**DATASET EXCERPTS**
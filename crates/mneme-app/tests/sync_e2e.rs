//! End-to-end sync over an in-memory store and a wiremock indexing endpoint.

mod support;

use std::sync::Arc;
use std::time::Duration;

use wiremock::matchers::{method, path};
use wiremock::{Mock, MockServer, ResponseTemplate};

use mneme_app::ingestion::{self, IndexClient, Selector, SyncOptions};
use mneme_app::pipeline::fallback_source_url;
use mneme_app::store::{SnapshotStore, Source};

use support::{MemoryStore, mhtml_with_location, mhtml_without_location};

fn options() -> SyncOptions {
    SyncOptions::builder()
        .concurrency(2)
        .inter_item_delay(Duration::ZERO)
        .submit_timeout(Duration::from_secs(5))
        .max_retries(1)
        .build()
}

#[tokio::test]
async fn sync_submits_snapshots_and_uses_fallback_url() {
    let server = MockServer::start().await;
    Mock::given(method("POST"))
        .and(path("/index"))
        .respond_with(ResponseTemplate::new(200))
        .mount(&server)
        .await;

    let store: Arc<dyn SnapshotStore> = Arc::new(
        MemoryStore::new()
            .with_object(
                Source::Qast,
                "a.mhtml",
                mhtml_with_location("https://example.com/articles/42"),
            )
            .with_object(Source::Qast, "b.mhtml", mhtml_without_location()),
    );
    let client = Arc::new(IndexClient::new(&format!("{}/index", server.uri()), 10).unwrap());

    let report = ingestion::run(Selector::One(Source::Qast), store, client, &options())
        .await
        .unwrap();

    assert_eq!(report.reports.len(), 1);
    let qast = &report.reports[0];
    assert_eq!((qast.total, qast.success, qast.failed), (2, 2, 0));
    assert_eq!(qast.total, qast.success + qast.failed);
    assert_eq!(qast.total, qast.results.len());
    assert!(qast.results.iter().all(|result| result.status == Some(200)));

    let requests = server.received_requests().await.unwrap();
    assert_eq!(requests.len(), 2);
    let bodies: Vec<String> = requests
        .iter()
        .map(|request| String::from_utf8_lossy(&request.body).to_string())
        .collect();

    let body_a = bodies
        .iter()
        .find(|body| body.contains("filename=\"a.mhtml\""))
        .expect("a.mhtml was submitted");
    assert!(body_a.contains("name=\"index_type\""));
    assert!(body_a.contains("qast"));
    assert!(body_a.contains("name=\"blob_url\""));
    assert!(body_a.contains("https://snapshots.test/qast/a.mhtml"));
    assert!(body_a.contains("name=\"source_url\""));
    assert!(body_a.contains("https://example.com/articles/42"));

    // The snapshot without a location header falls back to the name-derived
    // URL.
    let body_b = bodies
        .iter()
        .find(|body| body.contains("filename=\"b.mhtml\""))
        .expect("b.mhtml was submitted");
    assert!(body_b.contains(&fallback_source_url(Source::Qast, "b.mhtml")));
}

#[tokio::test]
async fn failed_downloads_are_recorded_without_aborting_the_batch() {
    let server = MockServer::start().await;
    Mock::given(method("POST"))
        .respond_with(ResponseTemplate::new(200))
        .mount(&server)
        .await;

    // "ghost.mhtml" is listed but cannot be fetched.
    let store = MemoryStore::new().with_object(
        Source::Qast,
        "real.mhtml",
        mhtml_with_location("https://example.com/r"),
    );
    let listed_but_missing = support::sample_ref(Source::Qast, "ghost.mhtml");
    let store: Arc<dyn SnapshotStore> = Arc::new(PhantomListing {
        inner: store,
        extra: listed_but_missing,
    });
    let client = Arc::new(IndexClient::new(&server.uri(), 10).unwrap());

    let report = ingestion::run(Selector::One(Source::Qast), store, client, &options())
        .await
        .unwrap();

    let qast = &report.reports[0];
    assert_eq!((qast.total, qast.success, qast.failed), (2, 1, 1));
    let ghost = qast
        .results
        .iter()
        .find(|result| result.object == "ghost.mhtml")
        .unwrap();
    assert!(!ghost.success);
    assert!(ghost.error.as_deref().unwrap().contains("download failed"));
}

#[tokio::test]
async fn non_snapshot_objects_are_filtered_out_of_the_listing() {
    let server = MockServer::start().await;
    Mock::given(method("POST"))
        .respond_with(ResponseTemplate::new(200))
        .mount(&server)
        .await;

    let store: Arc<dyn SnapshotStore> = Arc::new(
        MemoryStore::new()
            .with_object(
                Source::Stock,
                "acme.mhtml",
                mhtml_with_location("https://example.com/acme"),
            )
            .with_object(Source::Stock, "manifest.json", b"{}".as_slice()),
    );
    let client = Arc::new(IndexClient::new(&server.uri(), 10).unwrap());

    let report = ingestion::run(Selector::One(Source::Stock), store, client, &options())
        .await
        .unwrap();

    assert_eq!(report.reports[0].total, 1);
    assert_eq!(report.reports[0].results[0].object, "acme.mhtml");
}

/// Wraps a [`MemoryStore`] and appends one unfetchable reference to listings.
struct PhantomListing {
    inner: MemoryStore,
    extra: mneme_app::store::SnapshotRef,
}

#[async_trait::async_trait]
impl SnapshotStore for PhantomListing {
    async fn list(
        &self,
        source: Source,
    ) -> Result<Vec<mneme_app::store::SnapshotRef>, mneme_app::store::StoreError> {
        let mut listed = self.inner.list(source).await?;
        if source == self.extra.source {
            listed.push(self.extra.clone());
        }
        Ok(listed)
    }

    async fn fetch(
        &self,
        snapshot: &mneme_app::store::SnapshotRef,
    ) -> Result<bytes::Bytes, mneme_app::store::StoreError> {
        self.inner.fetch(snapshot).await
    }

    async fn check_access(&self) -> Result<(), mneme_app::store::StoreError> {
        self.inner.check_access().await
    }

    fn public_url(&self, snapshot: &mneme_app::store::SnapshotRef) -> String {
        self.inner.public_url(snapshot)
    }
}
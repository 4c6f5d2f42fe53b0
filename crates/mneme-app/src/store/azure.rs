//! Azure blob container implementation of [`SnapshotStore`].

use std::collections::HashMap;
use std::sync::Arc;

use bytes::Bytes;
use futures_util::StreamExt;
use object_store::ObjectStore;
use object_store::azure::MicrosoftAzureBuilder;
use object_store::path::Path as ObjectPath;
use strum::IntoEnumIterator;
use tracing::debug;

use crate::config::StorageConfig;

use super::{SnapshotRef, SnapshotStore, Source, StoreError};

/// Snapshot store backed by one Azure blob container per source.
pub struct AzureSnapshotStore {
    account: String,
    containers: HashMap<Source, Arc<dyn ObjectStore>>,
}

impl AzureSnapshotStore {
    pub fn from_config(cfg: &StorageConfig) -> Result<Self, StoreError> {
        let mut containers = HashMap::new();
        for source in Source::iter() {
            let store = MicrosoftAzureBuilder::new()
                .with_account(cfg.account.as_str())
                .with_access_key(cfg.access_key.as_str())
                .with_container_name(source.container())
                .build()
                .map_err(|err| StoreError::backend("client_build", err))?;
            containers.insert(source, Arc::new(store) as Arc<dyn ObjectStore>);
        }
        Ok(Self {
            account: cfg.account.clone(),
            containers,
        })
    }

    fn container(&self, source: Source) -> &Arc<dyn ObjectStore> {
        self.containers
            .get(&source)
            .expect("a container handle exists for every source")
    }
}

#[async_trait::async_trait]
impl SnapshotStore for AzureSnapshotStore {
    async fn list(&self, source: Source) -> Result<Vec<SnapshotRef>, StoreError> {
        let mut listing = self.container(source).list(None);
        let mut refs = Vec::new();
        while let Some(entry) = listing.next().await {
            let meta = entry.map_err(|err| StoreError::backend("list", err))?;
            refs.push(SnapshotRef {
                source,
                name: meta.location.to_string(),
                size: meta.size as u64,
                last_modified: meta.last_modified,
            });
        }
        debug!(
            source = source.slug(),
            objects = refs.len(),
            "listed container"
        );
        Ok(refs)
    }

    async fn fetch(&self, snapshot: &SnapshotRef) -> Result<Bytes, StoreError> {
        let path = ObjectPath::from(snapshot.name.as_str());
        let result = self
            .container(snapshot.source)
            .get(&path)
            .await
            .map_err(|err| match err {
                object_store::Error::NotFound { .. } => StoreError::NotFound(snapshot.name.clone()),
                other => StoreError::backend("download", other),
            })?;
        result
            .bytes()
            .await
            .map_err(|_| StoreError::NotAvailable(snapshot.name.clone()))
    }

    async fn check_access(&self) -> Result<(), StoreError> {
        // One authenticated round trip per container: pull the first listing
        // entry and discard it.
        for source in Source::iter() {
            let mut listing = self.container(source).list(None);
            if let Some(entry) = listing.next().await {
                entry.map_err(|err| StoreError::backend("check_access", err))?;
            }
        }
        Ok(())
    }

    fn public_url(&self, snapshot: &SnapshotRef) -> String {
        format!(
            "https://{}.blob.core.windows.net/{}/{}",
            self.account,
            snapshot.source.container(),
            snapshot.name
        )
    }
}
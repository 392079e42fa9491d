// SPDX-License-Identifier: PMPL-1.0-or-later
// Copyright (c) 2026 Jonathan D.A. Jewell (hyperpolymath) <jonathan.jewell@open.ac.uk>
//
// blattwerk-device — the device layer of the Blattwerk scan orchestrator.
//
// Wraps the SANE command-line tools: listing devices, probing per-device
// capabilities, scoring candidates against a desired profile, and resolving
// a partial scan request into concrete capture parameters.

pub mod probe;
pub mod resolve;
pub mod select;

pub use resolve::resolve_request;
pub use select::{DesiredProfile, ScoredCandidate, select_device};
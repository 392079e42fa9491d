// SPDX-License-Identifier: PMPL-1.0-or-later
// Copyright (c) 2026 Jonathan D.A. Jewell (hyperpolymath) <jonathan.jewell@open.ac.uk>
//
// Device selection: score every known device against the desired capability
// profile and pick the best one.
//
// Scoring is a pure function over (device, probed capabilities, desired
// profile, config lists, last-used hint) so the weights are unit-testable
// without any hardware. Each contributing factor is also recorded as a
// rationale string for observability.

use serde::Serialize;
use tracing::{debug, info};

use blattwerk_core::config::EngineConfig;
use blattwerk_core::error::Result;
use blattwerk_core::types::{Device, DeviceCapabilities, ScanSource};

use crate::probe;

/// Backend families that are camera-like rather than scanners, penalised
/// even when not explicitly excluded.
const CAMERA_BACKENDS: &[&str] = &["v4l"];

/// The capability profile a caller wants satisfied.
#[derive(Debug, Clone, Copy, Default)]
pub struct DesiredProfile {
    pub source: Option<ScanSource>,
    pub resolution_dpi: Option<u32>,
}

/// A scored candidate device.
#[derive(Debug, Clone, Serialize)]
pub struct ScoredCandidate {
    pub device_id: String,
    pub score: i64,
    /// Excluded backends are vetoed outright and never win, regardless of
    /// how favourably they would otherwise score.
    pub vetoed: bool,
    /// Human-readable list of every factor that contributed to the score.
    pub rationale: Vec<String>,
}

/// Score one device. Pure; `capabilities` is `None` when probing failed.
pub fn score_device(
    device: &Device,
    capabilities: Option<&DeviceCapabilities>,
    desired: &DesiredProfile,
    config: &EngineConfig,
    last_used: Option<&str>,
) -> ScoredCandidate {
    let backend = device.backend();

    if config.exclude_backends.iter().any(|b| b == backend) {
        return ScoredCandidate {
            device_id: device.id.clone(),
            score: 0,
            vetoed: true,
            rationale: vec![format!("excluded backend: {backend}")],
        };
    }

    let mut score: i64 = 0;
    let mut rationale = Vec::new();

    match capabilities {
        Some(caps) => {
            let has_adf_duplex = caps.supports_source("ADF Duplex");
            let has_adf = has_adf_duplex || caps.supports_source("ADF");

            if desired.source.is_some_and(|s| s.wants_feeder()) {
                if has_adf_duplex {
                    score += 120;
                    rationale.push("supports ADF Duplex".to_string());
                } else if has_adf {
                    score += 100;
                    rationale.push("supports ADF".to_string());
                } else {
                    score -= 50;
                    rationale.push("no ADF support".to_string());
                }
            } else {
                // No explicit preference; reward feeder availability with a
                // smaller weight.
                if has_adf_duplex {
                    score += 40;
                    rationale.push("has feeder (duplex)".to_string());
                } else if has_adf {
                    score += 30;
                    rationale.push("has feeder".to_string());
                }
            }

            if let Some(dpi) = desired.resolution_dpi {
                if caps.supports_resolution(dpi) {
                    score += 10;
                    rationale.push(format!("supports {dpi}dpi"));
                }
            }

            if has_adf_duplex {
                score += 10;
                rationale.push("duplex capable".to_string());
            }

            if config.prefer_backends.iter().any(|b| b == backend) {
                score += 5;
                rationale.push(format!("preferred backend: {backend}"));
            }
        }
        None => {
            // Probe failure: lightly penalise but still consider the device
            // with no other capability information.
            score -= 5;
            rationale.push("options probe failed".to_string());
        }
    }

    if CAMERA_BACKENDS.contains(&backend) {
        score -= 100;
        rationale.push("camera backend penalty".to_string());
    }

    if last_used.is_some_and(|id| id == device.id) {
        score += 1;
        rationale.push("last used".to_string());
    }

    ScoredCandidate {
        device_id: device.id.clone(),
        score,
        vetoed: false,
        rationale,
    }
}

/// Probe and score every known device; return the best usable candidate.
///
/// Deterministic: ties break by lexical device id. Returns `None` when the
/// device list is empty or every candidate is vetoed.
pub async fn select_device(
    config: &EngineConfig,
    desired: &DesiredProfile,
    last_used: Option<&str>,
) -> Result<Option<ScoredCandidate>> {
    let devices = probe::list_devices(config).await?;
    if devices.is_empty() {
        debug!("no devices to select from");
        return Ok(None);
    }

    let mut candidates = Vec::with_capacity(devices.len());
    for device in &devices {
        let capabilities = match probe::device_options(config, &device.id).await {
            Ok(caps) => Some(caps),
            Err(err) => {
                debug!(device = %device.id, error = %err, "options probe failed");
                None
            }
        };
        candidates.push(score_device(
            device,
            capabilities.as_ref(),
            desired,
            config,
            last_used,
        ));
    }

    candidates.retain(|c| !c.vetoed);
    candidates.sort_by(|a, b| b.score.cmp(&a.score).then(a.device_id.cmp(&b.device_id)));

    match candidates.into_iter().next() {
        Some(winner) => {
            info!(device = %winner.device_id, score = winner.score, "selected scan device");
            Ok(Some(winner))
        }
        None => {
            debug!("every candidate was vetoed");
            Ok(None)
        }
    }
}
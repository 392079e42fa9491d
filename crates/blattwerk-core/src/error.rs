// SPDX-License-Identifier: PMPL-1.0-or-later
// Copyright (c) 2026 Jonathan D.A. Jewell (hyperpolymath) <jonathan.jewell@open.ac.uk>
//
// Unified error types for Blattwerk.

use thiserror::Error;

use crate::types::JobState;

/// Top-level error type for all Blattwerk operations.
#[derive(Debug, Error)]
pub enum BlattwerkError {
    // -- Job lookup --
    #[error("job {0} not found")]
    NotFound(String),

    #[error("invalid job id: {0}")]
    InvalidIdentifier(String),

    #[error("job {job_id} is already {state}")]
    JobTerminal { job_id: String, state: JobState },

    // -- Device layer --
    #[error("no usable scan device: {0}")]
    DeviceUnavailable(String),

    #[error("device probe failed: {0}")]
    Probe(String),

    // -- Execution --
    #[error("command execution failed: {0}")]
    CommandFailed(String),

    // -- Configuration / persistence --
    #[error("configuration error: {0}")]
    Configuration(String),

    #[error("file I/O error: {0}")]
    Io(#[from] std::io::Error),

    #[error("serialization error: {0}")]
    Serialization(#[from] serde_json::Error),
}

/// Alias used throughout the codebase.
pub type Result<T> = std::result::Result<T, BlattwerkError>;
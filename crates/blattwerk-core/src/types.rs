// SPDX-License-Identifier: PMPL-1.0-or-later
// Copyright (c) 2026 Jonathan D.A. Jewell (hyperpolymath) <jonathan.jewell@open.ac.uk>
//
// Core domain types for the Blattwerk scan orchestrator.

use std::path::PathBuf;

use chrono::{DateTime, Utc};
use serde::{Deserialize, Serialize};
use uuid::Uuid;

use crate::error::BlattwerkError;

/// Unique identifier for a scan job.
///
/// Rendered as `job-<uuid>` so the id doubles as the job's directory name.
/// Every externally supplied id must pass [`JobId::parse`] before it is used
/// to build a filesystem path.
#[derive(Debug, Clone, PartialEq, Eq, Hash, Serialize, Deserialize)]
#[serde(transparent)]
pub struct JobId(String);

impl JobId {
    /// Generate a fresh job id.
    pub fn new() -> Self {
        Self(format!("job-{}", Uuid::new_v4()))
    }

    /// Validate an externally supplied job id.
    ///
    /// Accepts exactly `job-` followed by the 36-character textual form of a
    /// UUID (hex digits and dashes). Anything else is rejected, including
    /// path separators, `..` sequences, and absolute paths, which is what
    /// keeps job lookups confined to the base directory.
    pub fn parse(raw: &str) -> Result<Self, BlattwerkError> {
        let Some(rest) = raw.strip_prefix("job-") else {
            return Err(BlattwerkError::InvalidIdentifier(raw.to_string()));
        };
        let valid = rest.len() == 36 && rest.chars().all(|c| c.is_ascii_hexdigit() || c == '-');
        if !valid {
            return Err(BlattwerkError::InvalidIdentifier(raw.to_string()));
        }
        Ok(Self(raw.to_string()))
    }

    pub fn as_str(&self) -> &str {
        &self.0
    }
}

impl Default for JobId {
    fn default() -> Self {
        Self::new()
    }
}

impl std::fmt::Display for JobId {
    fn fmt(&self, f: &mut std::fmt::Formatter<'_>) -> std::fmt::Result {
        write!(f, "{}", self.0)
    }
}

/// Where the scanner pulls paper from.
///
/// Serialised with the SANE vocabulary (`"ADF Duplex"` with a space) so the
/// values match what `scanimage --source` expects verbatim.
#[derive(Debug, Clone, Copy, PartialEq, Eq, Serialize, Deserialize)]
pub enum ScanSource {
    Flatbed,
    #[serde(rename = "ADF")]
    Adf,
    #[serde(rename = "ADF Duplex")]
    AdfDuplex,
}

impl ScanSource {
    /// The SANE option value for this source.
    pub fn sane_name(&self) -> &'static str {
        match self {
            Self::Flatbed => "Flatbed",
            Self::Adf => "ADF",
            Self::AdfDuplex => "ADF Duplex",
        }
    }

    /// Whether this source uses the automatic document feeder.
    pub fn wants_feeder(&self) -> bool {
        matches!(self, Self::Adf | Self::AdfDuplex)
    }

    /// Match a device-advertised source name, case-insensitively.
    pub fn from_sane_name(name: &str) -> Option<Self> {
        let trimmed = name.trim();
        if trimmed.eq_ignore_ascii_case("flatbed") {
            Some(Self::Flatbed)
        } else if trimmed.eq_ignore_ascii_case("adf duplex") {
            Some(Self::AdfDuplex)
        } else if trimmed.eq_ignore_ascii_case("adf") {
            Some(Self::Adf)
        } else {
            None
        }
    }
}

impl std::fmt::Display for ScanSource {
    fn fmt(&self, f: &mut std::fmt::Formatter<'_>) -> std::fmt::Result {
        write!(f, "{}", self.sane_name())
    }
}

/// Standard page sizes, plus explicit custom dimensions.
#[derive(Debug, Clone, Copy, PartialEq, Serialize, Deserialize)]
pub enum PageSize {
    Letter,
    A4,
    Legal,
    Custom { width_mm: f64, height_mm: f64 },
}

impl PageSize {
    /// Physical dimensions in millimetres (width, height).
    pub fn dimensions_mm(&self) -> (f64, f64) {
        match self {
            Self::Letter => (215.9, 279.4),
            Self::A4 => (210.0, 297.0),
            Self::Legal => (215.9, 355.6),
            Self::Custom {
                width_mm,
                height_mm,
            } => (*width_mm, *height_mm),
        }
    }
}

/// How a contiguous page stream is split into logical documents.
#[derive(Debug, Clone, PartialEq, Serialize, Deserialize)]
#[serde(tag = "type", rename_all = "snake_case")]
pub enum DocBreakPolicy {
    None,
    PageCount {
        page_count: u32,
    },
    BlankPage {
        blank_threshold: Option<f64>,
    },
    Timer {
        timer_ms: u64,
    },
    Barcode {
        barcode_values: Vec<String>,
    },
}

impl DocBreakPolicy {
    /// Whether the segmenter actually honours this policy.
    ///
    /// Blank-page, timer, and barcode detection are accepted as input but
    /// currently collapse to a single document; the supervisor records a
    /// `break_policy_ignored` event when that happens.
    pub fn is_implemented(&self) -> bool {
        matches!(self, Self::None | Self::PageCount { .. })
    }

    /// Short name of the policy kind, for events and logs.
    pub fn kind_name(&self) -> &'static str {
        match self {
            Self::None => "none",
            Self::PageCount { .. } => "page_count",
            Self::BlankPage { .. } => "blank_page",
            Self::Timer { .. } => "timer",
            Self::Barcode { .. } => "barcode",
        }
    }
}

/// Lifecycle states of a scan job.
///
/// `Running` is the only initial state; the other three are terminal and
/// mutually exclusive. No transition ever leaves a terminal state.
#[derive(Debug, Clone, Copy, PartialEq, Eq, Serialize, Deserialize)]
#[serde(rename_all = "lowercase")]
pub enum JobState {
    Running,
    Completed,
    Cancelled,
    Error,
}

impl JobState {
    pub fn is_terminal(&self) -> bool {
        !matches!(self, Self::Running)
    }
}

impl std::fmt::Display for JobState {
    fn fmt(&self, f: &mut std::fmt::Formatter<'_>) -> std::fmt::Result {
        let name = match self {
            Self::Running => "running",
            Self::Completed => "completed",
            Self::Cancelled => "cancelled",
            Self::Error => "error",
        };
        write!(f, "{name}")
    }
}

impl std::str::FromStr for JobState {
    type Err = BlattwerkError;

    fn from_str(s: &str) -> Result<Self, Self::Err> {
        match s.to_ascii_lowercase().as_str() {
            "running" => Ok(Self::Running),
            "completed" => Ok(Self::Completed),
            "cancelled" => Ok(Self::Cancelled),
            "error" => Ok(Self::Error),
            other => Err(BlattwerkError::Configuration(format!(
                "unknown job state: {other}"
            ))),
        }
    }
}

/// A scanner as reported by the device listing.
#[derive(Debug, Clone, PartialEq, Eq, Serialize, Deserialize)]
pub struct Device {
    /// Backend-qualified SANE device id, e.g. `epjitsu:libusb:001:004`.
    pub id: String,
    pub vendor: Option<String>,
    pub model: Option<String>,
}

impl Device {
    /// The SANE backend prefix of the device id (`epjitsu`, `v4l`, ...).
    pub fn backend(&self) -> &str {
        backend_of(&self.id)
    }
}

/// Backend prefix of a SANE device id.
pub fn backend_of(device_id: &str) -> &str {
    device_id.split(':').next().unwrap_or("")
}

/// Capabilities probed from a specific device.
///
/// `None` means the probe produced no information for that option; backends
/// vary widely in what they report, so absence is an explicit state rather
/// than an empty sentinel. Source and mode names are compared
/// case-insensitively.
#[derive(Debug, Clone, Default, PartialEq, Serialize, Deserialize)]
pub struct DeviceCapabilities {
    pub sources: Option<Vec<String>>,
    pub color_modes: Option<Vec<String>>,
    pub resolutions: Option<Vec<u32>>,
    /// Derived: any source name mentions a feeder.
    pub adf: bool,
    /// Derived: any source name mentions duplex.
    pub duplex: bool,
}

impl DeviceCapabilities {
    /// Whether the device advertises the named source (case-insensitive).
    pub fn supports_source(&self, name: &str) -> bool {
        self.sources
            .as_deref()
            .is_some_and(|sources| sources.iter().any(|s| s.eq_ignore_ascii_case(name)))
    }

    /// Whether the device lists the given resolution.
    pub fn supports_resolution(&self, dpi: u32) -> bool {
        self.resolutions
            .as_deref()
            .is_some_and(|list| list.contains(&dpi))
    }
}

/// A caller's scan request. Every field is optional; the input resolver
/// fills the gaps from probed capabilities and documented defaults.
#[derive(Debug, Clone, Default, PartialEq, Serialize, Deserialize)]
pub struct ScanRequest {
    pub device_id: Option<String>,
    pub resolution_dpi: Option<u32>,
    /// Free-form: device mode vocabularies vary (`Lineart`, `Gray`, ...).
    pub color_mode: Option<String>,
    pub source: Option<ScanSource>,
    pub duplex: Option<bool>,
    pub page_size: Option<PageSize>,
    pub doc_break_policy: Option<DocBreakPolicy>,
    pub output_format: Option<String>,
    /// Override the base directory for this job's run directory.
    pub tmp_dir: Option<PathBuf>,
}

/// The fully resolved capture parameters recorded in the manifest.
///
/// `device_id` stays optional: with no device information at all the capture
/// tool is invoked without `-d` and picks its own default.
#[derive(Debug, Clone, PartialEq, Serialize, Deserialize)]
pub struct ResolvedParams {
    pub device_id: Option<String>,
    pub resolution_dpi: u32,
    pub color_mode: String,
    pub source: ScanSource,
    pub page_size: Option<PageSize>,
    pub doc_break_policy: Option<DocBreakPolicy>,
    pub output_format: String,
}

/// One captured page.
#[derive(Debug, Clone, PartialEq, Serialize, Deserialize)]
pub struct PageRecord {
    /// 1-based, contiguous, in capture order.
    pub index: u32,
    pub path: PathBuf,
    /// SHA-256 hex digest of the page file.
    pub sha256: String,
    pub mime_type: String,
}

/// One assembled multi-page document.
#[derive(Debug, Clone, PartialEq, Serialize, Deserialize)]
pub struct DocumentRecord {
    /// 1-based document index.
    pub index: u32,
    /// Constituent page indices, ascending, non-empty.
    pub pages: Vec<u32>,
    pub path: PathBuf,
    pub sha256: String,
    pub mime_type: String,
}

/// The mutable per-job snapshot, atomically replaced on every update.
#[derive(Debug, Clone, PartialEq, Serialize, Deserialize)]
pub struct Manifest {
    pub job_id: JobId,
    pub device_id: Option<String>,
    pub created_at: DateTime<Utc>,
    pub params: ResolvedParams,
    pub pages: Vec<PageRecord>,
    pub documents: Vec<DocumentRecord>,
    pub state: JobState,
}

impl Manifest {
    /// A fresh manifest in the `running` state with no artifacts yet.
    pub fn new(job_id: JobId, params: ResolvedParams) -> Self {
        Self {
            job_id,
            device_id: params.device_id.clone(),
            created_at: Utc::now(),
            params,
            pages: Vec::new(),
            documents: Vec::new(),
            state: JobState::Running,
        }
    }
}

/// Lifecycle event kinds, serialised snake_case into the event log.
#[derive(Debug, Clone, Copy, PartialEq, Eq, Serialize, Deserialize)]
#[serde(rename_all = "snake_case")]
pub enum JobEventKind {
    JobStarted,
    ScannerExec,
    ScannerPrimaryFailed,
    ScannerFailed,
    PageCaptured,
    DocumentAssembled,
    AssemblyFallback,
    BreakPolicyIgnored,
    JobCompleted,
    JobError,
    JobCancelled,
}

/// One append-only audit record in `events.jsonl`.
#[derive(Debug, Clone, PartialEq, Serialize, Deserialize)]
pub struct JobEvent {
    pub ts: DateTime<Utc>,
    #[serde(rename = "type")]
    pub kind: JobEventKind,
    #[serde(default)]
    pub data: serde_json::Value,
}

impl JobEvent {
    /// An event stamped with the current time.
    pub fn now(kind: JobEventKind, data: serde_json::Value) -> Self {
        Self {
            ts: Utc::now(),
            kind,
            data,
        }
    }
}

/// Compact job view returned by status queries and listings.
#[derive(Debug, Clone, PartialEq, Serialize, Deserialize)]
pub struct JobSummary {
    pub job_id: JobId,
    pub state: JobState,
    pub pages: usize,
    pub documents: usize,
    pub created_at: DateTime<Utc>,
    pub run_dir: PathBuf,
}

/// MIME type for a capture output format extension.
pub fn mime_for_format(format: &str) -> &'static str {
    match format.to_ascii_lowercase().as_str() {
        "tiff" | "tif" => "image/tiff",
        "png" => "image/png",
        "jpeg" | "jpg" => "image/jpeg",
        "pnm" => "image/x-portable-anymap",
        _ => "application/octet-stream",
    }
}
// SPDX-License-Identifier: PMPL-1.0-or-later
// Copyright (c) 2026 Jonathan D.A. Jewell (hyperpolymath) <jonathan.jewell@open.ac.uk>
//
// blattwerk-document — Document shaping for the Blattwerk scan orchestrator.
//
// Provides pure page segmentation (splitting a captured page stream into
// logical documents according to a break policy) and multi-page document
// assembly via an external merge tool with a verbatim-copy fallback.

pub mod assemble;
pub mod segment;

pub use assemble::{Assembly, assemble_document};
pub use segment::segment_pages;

**WHAT IS EXPECTED**
Could you state how many lines above include the word "supplied"? Reply with that number alone.

**TASK RESPONSE**
2